The places to watch out for are the ones that call themselves "rescues"; play on people's sympathies with wild stories of (unsubstantiated) abuse, charge $$$ for the horses and have contracts that allow them to reclaim the horses.


----------



## AlexS (Aug 9, 2010)

If you are talking about the rescue in Bernville, in PA, there has been a lot of discussion about them lately. 
fugly blog and AC4H - Chronicle Forums

I can understand some mark up in pricing of the adoptable horses as they do have to pay for the rehab and care of the horses, but you are right - the prices are crazy. And then you don't even own the horse and are unable to sell it.


----------



## Speed Racer (Oct 21, 2009)

AC4H actually helps _sell_ brokered horses. They're not 'adopted', you own them outright.

I don't know much about the rescue end of AC4H, but why would anyone pay an exorbitant adoption fee when they could just buy one of the brokered ones?

I see no problem with rescues asking for an adoption fee. After all, they have to feed and maintain the animals they still have.

Whether or not someone wants to pay such an outrageous fee is up to the individual. 

I won't adopt from any rescue. If I'm paying someone money for it, I expect to own it free and clear.


----------



## AlexS (Aug 9, 2010)

Speed Racer said:


> I won't adopt from any rescue. If I'm paying someone money for it, I expect to own it free and clear.


That's my feeling as well. I was meaning the none ownership of their rescued horses that are available for adoption. 
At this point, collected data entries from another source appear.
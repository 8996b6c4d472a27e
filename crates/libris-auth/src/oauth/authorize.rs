//! Authorization endpoint types.
//!
//! # OAuth 2.0 Authorization Code Flow
//!
//! 1. Client redirects the resource owner to the authorization endpoint
//! 2. The resource owner is identified by the embedding application
//! 3. Server redirects back to the client with an authorization code
//! 4. Client exchanges the code and its PKCE verifier at the token endpoint

use serde::{Deserialize, Serialize};
use std::fmt;

use crate::error::AuthError;

/// Authorization request parameters.
///
/// Every field is optional at the parsing stage so that a missing parameter
/// is reported with the right error channel (page or redirect) instead of a
/// generic deserialization failure.
///
/// # Example
///
/// ```text
/// GET /authorize?
///   response_type=code
///   &client_id=c1
///   &redirect_uri=https://app.example/cb
///   &scope=openid email
///   &state=abc123xyz
///   &code_challenge=E9Melhoa2OwvFrEMTJguCHaoeK1t8URWbuGJSstw-cM
///   &code_challenge_method=S256
/// ```
#[derive(Debug, Clone, Default, Deserialize)]
pub struct AuthorizationRequest {
    /// Must be "code".
    #[serde(default)]
    pub response_type: Option<String>,

    /// Client identifier issued during registration.
    #[serde(default)]
    pub client_id: Option<String>,

    /// Must exactly match one of the registered redirect URIs.
    #[serde(default)]
    pub redirect_uri: Option<String>,

    /// Requested scopes (space-separated).
    #[serde(default)]
    pub scope: Option<String>,

    /// Opaque value echoed back to the client.
    #[serde(default)]
    pub state: Option<String>,

    /// PKCE code challenge.
    #[serde(default)]
    pub code_challenge: Option<String>,

    /// PKCE code challenge method, `S256` or `plain`.
    #[serde(default)]
    pub code_challenge_method: Option<String>,
}

/// Successful authorization: where to send the resource owner next.
#[derive(Debug, Clone, Serialize)]
pub struct AuthorizationResponse {
    /// Authorization code to be exchanged for tokens.
    pub code: String,

    /// Echoed state parameter.
    #[serde(skip_serializing_if = "Option::is_none")]
    pub state: Option<String>,

    /// The validated redirect URI.
    #[serde(skip)]
    pub redirect_uri: String,
}

impl AuthorizationResponse {
    /// Builds the redirect URL with response parameters.
    ///
    /// # Errors
    ///
    /// Returns an error if the redirect URI does not parse.
    pub fn to_redirect_url(&self) -> Result<String, url::ParseError> {
        let mut url = url::Url::parse(&self.redirect_uri)?;
        {
            let mut pairs = url.query_pairs_mut();
            pairs.append_pair("code", &self.code);
            if let Some(ref state) = self.state {
                pairs.append_pair("state", state);
            }
        }
        Ok(url.to_string())
    }
}

/// Authorization error response.
///
/// When `redirect_uri` is set the redirect URI has been validated and the
/// error goes back to the client as query parameters. Otherwise it must be
/// shown to the resource owner directly.
#[derive(Debug, Clone, Serialize)]
pub struct AuthorizationError {
    /// OAuth 2.0 error code.
    pub error: AuthorizationErrorCode,

    /// Human-readable error description.
    #[serde(skip_serializing_if = "Option::is_none")]
    pub error_description: Option<String>,

    /// Echoed state parameter.
    #[serde(skip_serializing_if = "Option::is_none")]
    pub state: Option<String>,

    /// Trusted redirect URI, if validation got that far.
    #[serde(skip)]
    pub redirect_uri: Option<String>,
}

impl AuthorizationError {
    /// Creates an error rendered to the resource owner.
    #[must_use]
    pub fn direct(error: AuthorizationErrorCode, description: impl Into<String>) -> Self {
        Self {
            error,
            error_description: Some(description.into()),
            state: None,
            redirect_uri: None,
        }
    }

    /// Creates an error delivered through the redirect URI.
    #[must_use]
    pub fn redirect(
        error: AuthorizationErrorCode,
        description: impl Into<String>,
        redirect_uri: impl Into<String>,
        state: Option<String>,
    ) -> Self {
        Self {
            error,
            error_description: Some(description.into()),
            state,
            redirect_uri: Some(redirect_uri.into()),
        }
    }

    /// Returns `true` if this error can be sent to the redirect URI.
    #[must_use]
    pub fn is_redirectable(&self) -> bool {
        self.redirect_uri.is_some()
    }

    /// Builds the redirect URL with error parameters.
    ///
    /// Returns `None` for direct errors or an unparseable redirect URI.
    #[must_use]
    pub fn to_redirect_url(&self) -> Option<String> {
        let mut url = url::Url::parse(self.redirect_uri.as_deref()?).ok()?;
        {
            let mut pairs = url.query_pairs_mut();
            pairs.append_pair("error", self.error.as_str());
            if let Some(ref desc) = self.error_description {
                pairs.append_pair("error_description", desc);
            }
            if let Some(ref state) = self.state {
                pairs.append_pair("state", state);
            }
        }
        Some(url.to_string())
    }
}

impl fmt::Display for AuthorizationError {
    fn fmt(&self, f: &mut fmt::Formatter<'_>) -> fmt::Result {
        match &self.error_description {
            Some(desc) => write!(f, "{}: {desc}", self.error),
            None => write!(f, "{}", self.error),
        }
    }
}

/// OAuth 2.0 authorization error codes (RFC 6749 §4.1.2.1).
#[derive(Debug, Clone, Copy, PartialEq, Eq, Hash, Serialize, Deserialize)]
#[serde(rename_all = "snake_case")]
pub enum AuthorizationErrorCode {
    /// The request is missing a required parameter or is otherwise malformed.
    InvalidRequest,

    /// The client is unknown or inactive. Only ever rendered directly.
    InvalidClient,

    /// The client is not authorized to request a code using this method.
    UnauthorizedClient,

    /// The resource owner or authorization server denied the request.
    AccessDenied,

    /// The authorization server does not support this response type.
    UnsupportedResponseType,

    /// The requested scope is invalid, unknown, or malformed.
    InvalidScope,

    /// The authorization server encountered an unexpected condition.
    ServerError,
}

impl AuthorizationErrorCode {
    /// Returns the string representation of the error code.
    #[must_use]
    pub fn as_str(&self) -> &'static str {
        match self {
            Self::InvalidRequest => "invalid_request",
            Self::InvalidClient => "invalid_client",
            Self::UnauthorizedClient => "unauthorized_client",
            Self::AccessDenied => "access_denied",
            Self::UnsupportedResponseType => "unsupported_response_type",
            Self::InvalidScope => "invalid_scope",
            Self::ServerError => "server_error",
        }
    }
}

impl From<&AuthError> for AuthorizationErrorCode {
    fn from(err: &AuthError) -> Self {
        match err {
            AuthError::InvalidClient { .. } => Self::InvalidClient,
            AuthError::UnauthorizedClient { .. } => Self::UnauthorizedClient,
            AuthError::AccessDenied { .. } => Self::AccessDenied,
            AuthError::UnsupportedResponseType { .. } => Self::UnsupportedResponseType,
            AuthError::InvalidScope { .. } => Self::InvalidScope,
            e if e.is_server_error() => Self::ServerError,
            _ => Self::InvalidRequest,
        }
    }
}

impl fmt::Display for AuthorizationErrorCode {
    fn fmt(&self, f: &mut fmt::Formatter<'_>) -> fmt::Result {
        write!(f, "{}", self.as_str())
    }
}

#[cfg(test)]
mod tests {
    use super::*;

    #[test]
    fn test_authorization_request_deserialize_partial() {
        let json = r#"{
            "response_type": "code",
            "client_id": "c1",
            "redirect_uri": "https://app.example/cb"
        }"#;
        let request: AuthorizationRequest = serde_json::from_str(json).unwrap();
        assert_eq!(request.client_id.as_deref(), Some("c1"));
        assert!(request.scope.is_none());
        assert!(request.code_challenge.is_none());
    }

    #[test]
    fn test_authorization_response_to_redirect_url() {
        let response = AuthorizationResponse {
            code: "code123".to_string(),
            state: Some("state 456".to_string()),
            redirect_uri: "https://app.example/cb".to_string(),
        };
        let url = response.to_redirect_url().unwrap();
        assert_eq!(url, "https://app.example/cb?code=code123&state=state+456");
    }

    #[test]
    fn test_redirect_url_keeps_existing_query() {
        let response = AuthorizationResponse {
            code: "abc".to_string(),
            state: None,
            redirect_uri: "https://app.example/cb?tenant=7".to_string(),
        };
        assert_eq!(
            response.to_redirect_url().unwrap(),
            "https://app.example/cb?tenant=7&code=abc"
        );
    }

    #[test]
    fn test_error_redirect_url() {
        let error = AuthorizationError::redirect(
            AuthorizationErrorCode::InvalidScope,
            "Unknown scope",
            "https://app.example/cb",
            Some("s1".to_string()),
        );
        let url = error.to_redirect_url().unwrap();
        assert!(url.starts_with("https://app.example/cb?"));
        assert!(url.contains("error=invalid_scope"));
        assert!(url.contains("error_description=Unknown+scope"));
        assert!(url.contains("state=s1"));
    }

    #[test]
    fn test_direct_error_has_no_redirect() {
        let error =
            AuthorizationError::direct(AuthorizationErrorCode::InvalidClient, "Unknown client");
        assert!(!error.is_redirectable());
        assert!(error.to_redirect_url().is_none());
        assert_eq!(error.to_string(), "invalid_client: Unknown client");
    }

    #[test]
    fn test_error_code_from_auth_error() {
        assert_eq!(
            AuthorizationErrorCode::from(&AuthError::storage("down")),
            AuthorizationErrorCode::ServerError
        );
        assert_eq!(
            AuthorizationErrorCode::from(&AuthError::invalid_scope("x")),
            AuthorizationErrorCode::InvalidScope
        );
        assert_eq!(
            AuthorizationErrorCode::from(&AuthError::invalid_grant("x")),
            AuthorizationErrorCode::InvalidRequest
        );
    }

    #[test]
    fn test_error_serialize_omits_transport_fields() {
        let error = AuthorizationError::redirect(
            AuthorizationErrorCode::AccessDenied,
            "No resource owner",
            "https://app.example/cb",
            None,
        );
        let json = serde_json::to_value(&error).unwrap();
        assert_eq!(
            json,
            serde_json::json!({"error": "access_denied", "error_description": "No resource owner"})
        );
    }
}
A year ago I went there to see a 3 yr old horse and I knew nothing of rescue policies and walked away when I realized that I would put all of the work and training into the horse and be unable to sell it if I needed or wanted to further down the line.


----------



## Speed Racer (Oct 21, 2009)

AlexS said:


> A year ago I went there to see a 3 yr old horse and I knew nothing of rescue policies and walked away when I realized that I would put all of the work and training into the horse and be unable to sell it if I needed or wanted to further down the line.


Exactly.

I have been known to donate money to legitimate rescues that I've thoroughly researched, but I'm not adopting anything.


----------



## sandy2u1 (May 7, 2008)

We actually were given a rescue horse (with no contract). Later the rescue wanted us to sign one (a story for a different day). Anyway, the contract was absolutely stupid, IMO. One of the things that really stood out (among many, but we can't go over the whole thing) is that any time, for practically any reason, they could come and take the horse from us. They also put in there that if we did not relinquish the horse willing, that we had to pay their lawyer fees to sue us for the horse :shock:.
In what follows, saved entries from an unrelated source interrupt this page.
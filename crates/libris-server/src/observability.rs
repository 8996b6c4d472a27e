// Tracing initialization with a configurable and reloadable log level.
use std::sync::OnceLock;
use tracing_subscriber::{EnvFilter, fmt, prelude::*, reload};

static LOG_RELOAD_HANDLE: OnceLock<reload::Handle<EnvFilter, tracing_subscriber::Registry>> =
    OnceLock::new();

pub fn init_tracing() {
    init_tracing_with_level("info");
}

pub fn init_tracing_with_level(level: &str) {
    let (reload_layer, handle) = reload::Layer::new(filter_for(level));
    let _ = LOG_RELOAD_HANDLE.set(handle);

    let _ = tracing_subscriber::registry()
        .with(reload_layer)
        .with(fmt::layer())
        .try_init();
}

/// Apply the configured logging level. `RUST_LOG`, when set, keeps precedence.
pub fn apply_logging_level(level: &str) {
    if let Some(handle) = LOG_RELOAD_HANDLE.get() {
        let _ = handle.modify(|f| {
            *f = filter_for(level);
        });
    }
}

// Prefer RUST_LOG from env, otherwise use the provided level string.
fn filter_for(level: &str) -> EnvFilter {
    std::env::var("RUST_LOG")
        .ok()
        .and_then(|_| EnvFilter::try_from_default_env().ok())
        .unwrap_or_else(|| EnvFilter::new(level))
}
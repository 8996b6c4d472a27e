//! Token revocation (RFC 7009)
//!
//! The endpoint always answers success once the request is well formed:
//! revoking an unknown token, an already revoked token, or a token issued to
//! another client changes nothing and is not reported as an error.
//!
//! Revoking a refresh token cascades to its whole family when
//! `oauth.revoke_family_on_refresh_revocation` is set, which also invalidates
//! every access token minted from that lineage.
//!
//! # References
//!
//! - [RFC 7009 - OAuth 2.0 Token Revocation](https://tools.ietf.org/html/rfc7009)

use std::sync::Arc;
use std::time::Duration;

use serde::{Deserialize, Serialize};
use time::OffsetDateTime;

use crate::AuthResult;
use crate::config::AuthConfig;
use crate::error::AuthError;
use crate::storage::{RevocationScope, TokenStorage, with_timeout};
use crate::types::{Client, TokenRecord, hash_token};

// =============================================================================
// Request Types
// =============================================================================

/// Token revocation request per RFC 7009.
///
/// Client credentials travel in the same form body and are extracted
/// separately by the HTTP layer.
#[derive(Debug, Clone, Default, Deserialize)]
pub struct RevocationRequest {
    /// The token to revoke. Required.
    pub token: Option<String>,

    /// Optional hint about the token type.
    ///
    /// Unrecognized values are ignored rather than rejected.
    #[serde(default)]
    pub token_type_hint: Option<String>,

    /// Client identifier, for public clients and `client_secret_post`.
    #[serde(default)]
    pub client_id: Option<String>,

    /// Client secret for `client_secret_post`.
    #[serde(default)]
    pub client_secret: Option<String>,
}

impl RevocationRequest {
    /// The parsed hint, if it names a known token type.
    #[must_use]
    pub fn hint(&self) -> Option<TokenTypeHint> {
        self.token_type_hint.as_deref().and_then(TokenTypeHint::parse)
    }
}

/// Token type hint shared by revocation and introspection requests.
#[derive(Debug, Clone, Copy, PartialEq, Eq, Deserialize, Serialize)]
#[serde(rename_all = "snake_case")]
pub enum TokenTypeHint {
    /// The token is an access token.
    AccessToken,
    /// The token is a refresh token.
    RefreshToken,
}

impl TokenTypeHint {
    /// Parses a hint value, returning `None` for unknown values.
    #[must_use]
    pub fn parse(value: &str) -> Option<Self> {
        match value {
            "access_token" => Some(Self::AccessToken),
            "refresh_token" => Some(Self::RefreshToken),
            _ => None,
        }
    }

    /// Returns the token type hint as a string.
    #[must_use]
    pub fn as_str(&self) -> &'static str {
        match self {
            Self::AccessToken => "access_token",
            Self::RefreshToken => "refresh_token",
        }
    }
}

impl std::fmt::Display for TokenTypeHint {
    fn fmt(&self, f: &mut std::fmt::Formatter<'_>) -> std::fmt::Result {
        write!(f, "{}", self.as_str())
    }
}

// =============================================================================
// Service
// =============================================================================

/// Revokes tokens on behalf of the client they were issued to.
pub struct RevocationService {
    tokens: Arc<dyn TokenStorage>,
    revoke_family: bool,
    storage_timeout: Duration,
}

impl RevocationService {
    /// Creates the service.
    #[must_use]
    pub fn new(tokens: Arc<dyn TokenStorage>, config: &AuthConfig) -> Self {
        Self {
            tokens,
            revoke_family: config.oauth.revoke_family_on_refresh_revocation,
            storage_timeout: config.oauth.storage_timeout,
        }
    }

    /// Revokes the token named by the request.
    ///
    /// # Errors
    ///
    /// Returns `invalid_request` if `token` is missing, or a storage error.
    /// Every other outcome is `Ok(())`.
    pub async fn revoke(&self, request: &RevocationRequest, client: &Client) -> AuthResult<()> {
        let value = request
            .token
            .as_deref()
            .filter(|t| !t.is_empty())
            .ok_or_else(|| AuthError::invalid_request("Missing required parameter: token"))?;

        let token_hash = hash_token(value);
        let record = with_timeout(
            self.storage_timeout,
            "load_token_info",
            self.tokens.load_token_info(&token_hash, request.hint()),
        )
        .await?;

        let Some(record) = record else {
            tracing::debug!(client_id = %client.client_id, "Revocation of unknown token ignored");
            return Ok(());
        };

        if record.client_id() != client.client_id {
            tracing::warn!(
                client_id = %client.client_id,
                "Revocation of a token issued to another client ignored"
            );
            return Ok(());
        }

        let scope = match &record {
            TokenRecord::Refresh(token) if self.revoke_family => RevocationScope::Family {
                family_id: token.family_id,
            },
            _ => RevocationScope::Token { token_hash },
        };
        let cascades = matches!(scope, RevocationScope::Family { .. });

        let revoked = with_timeout(
            self.storage_timeout,
            "revoke",
            self.tokens.revoke(scope, OffsetDateTime::now_utc()),
        )
        .await?;

        tracing::info!(
            client_id = %client.client_id,
            family = cascades,
            revoked,
            "Token revoked"
        );
        Ok(())
    }
}

#[cfg(test)]
mod tests {
    use super::*;
    use crate::grant::test_support::*;
    use crate::types::Scope;

    fn request(token: &str, hint: Option<&str>) -> RevocationRequest {
        RevocationRequest {
            token: Some(token.to_string()),
            token_type_hint: hint.map(str::to_string),
            ..Default::default()
        }
    }

    fn is_active(storage: &MockStorage, value: &str) -> bool {
        storage
            .tokens
            .read()
            .unwrap()
            .get(&hash_token(value))
            .is_some_and(|r| r.is_active(OffsetDateTime::now_utc()))
    }

    #[test]
    fn test_token_type_hint() {
        assert_eq!(TokenTypeHint::parse("access_token"), Some(TokenTypeHint::AccessToken));
        assert_eq!(TokenTypeHint::parse("refresh_token"), Some(TokenTypeHint::RefreshToken));
        assert_eq!(TokenTypeHint::parse("id_token"), None);
        assert_eq!(TokenTypeHint::RefreshToken.to_string(), "refresh_token");
    }

    #[tokio::test]
    async fn test_refresh_revocation_cascades_to_family() {
        let config = config();
        let (storage, _, issuer) = setup(&config);
        let client = public_client();
        let issued = issuer
            .issue(&client, Some("reader-42"), &Scope::parse("openid"), true)
            .await
            .unwrap();
        let service = RevocationService::new(storage.clone(), &config);

        let rt = issued.refresh_token.unwrap();
        service
            .revoke(&request(&rt, Some("refresh_token")), &client)
            .await
            .unwrap();

        assert!(!is_active(&storage, &rt));
        assert!(!is_active(&storage, &issued.access_token));
    }

    #[tokio::test]
    async fn test_refresh_revocation_without_cascade() {
        let mut config = config();
        config.oauth.revoke_family_on_refresh_revocation = false;
        let (storage, _, issuer) = setup(&config);
        let client = public_client();
        let issued = issuer
            .issue(&client, Some("reader-42"), &Scope::parse("openid"), true)
            .await
            .unwrap();
        let service = RevocationService::new(storage.clone(), &config);

        let rt = issued.refresh_token.unwrap();
        service.revoke(&request(&rt, None), &client).await.unwrap();

        assert!(!is_active(&storage, &rt));
        assert!(is_active(&storage, &issued.access_token));
    }

    #[tokio::test]
    async fn test_access_token_revocation_is_single() {
        let config = config();
        let (storage, _, issuer) = setup(&config);
        let client = public_client();
        let issued = issuer
            .issue(&client, Some("reader-42"), &Scope::parse("openid"), true)
            .await
            .unwrap();
        let service = RevocationService::new(storage.clone(), &config);

        service
            .revoke(&request(&issued.access_token, Some("access_token")), &client)
            .await
            .unwrap();

        assert!(!is_active(&storage, &issued.access_token));
        assert!(is_active(&storage, issued.refresh_token.as_ref().unwrap()));
    }

    #[tokio::test]
    async fn test_unknown_and_foreign_tokens_are_ignored() {
        let config = config();
        let (storage, _, issuer) = setup(&config);
        let owner = public_client();
        let issued = issuer
            .issue(&owner, Some("reader-42"), &Scope::parse("openid"), false)
            .await
            .unwrap();
        let service = RevocationService::new(storage.clone(), &config);

        assert!(service.revoke(&request("never-issued", None), &owner).await.is_ok());

        let mut stranger = owner.clone();
        stranger.client_id = "c2".to_string();
        assert!(
            service
                .revoke(&request(&issued.access_token, None), &stranger)
                .await
                .is_ok()
        );
        assert!(is_active(&storage, &issued.access_token));
    }

    #[tokio::test]
    async fn test_missing_token_is_invalid_request() {
        let config = config();
        let (storage, _, _) = setup(&config);
        let service = RevocationService::new(storage, &config);
        let result = service
            .revoke(&RevocationRequest::default(), &public_client())
            .await;
        assert!(matches!(result, Err(AuthError::InvalidRequest { .. })));
    }

    #[tokio::test]
    async fn test_revocation_is_idempotent() {
        let config = config();
        let (storage, _, issuer) = setup(&config);
        let client = public_client();
        let issued = issuer
            .issue(&client, Some("reader-42"), &Scope::parse("openid"), false)
            .await
            .unwrap();
        let service = RevocationService::new(storage.clone(), &config);

        let req = request(&issued.access_token, None);
        service.revoke(&req, &client).await.unwrap();
        service.revoke(&req, &client).await.unwrap();
        assert!(!is_active(&storage, &issued.access_token));
    }
}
Lesson learned! I would not touch a rescue horse with a ten-foot pole, so to speak. I will not give anybody the right to take away a horse I pay for every day.


----------



## kimber769 (Aug 11, 2010)

sandy2u1 said:


> We actually were given a rescue horse (with no contract). Later the rescue wanted us to sign one (a story for a different day). Anyway, the contract was absolutely stupid, IMO. One of the things that really stood out (among many, but we can't go over the whole thing) is that any time, for practically any reason, they could come and take the horse from us. They also put in there that if we did not relinquish the horse willing, that we had to pay their lawyer fees to sue us for the horse :shock:.
> 
> Lesson learned! I would not touch a rescue horse with a ten-foot pole, so to speak. I will not give anybody the right to take away a horse I pay for every day.


That's ridiculous!


----------